# EXERCISE AIM
The records that appear below are to be restated word for word.

(Stored items)
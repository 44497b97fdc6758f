//! `Program` / `Function` / `FunctionBody`: the top of the AST.

use crate::expr::Expr;
use crate::stmt::Stmt;

/// An ordered sequence of statements plus an optional trailing expression.
/// The trailing expression is the function's return value; it is present
/// for every function except `main`, which never returns a value (its
/// statements are its entire effect, expressed as `Input`/`Output`).
#[derive(Debug, Clone, PartialEq, Default)]
pub struct FunctionBody {
    pub stmts: Vec<Stmt>,
    pub tail: Option<Expr>,
}

impl FunctionBody {
    pub fn new(stmts: Vec<Stmt>, tail: Option<Expr>) -> Self {
        FunctionBody { stmts, tail }
    }
}

/// A function declaration: name, ordered parameter list, and body.
#[derive(Debug, Clone, PartialEq)]
pub struct Function {
    pub name: String,
    pub params: Vec<String>,
    pub body: FunctionBody,
    pub line: Option<u32>,
}

impl Function {
    pub fn new(
        name: impl Into<String>,
        params: Vec<String>,
        body: FunctionBody,
        line: Option<u32>,
    ) -> Self {
        Function {
            name: name.into(),
            params,
            body,
            line,
        }
    }

    pub fn is_main(&self) -> bool {
        self.name == "main"
    }
}

/// A whole program: an ordered list of functions. After §4.7's smart
/// inlining this list always has exactly one element, named `main`.
#[derive(Debug, Clone, PartialEq, Default)]
pub struct Program {
    pub functions: Vec<Function>,
}

impl Program {
    pub fn new(functions: Vec<Function>) -> Self {
        Program { functions }
    }

    pub fn find(&self, name: &str) -> Option<&Function> {
        self.functions.iter().find(|f| f.name == name)
    }

    /// The program's `main` function. Panics if absent -- call sites that
    /// might legitimately be missing `main` should go through
    /// `mpcc-check`'s `check_main` first.
    pub fn main(&self) -> &Function {
        self.find("main").expect("program has no 'main' function")
    }

    pub fn main_mut(&mut self) -> &mut Function {
        self.functions
            .iter_mut()
            .find(|f| f.name == "main")
            .expect("program has no 'main' function")
    }
}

# TASK RESPONSE
repository 44497b97fdc6758f
//! `Program` / `Function` / `FunctionBody`: the top of the AST.

use crate::expr::Expr;
use crate::stmt::Stmt;

/// An ordered sequence of statements plus an optional trailing expression.
/// The trailing expression is the function's return value; it is present
/// for every function except `main`, which never returns a value (its
/// statements are its entire effect, expressed as `Input`/`Output`).
#[derive(Debug, Clone, PartialEq, Default)]
pub struct FunctionBody {
    pub stmts: Vec<Stmt>,
    pub tail: Option<Expr>,
}

impl FunctionBody {
    pub fn new(stmts: Vec<Stmt>, tail: Option<Expr>) -> Self {
        FunctionBody { stmts, tail }
    }
}

/// A function declaration: name, ordered parameter list, and body.
#[derive(Debug, Clone, PartialEq)]
pub struct Function {
    pub name: String,
    pub params: Vec<String>,
    pub body: FunctionBody,
    pub line: Option<u32>,
}

impl Function {
    pub fn new(
        name: impl Into<String>,
        params: Vec<String>,
        body: FunctionBody,
        line: Option<u32>,
    ) -> Self {
        Function {
            name: name.into(),
            params,
            body,
            line,
        }
    }

    pub fn is_main(&self) -> bool {
        self.name == "main"
    }
}

/// A whole program: an ordered list of functions. After §4.7's smart
/// inlining this list always has exactly one element, named `main`.
#[derive(Debug, Clone, PartialEq, Default)]
pub struct Program {
    pub functions: Vec<Function>,
}

impl Program {
    pub fn new(functions: Vec<Function>) -> Self {
        Program { functions }
    }

    pub fn find(&self, name: &str) -> Option<&Function> {
        self.functions.iter().find(|f| f.name == name)
    }

    /// The program's `main` function. Panics if absent -- call sites that
    /// might legitimately be missing `main` should go through
    /// `mpcc-check`'s `check_main` first.
    pub fn main(&self) -> &Function {
        self.find("main").expect("program has no 'main' function")
    }

    pub fn main_mut(&mut self) -> &mut Function {
        self.functions
            .iter_mut()
            .find(|f| f.name == "main")
            .expect("program has no 'main' function")
    }
}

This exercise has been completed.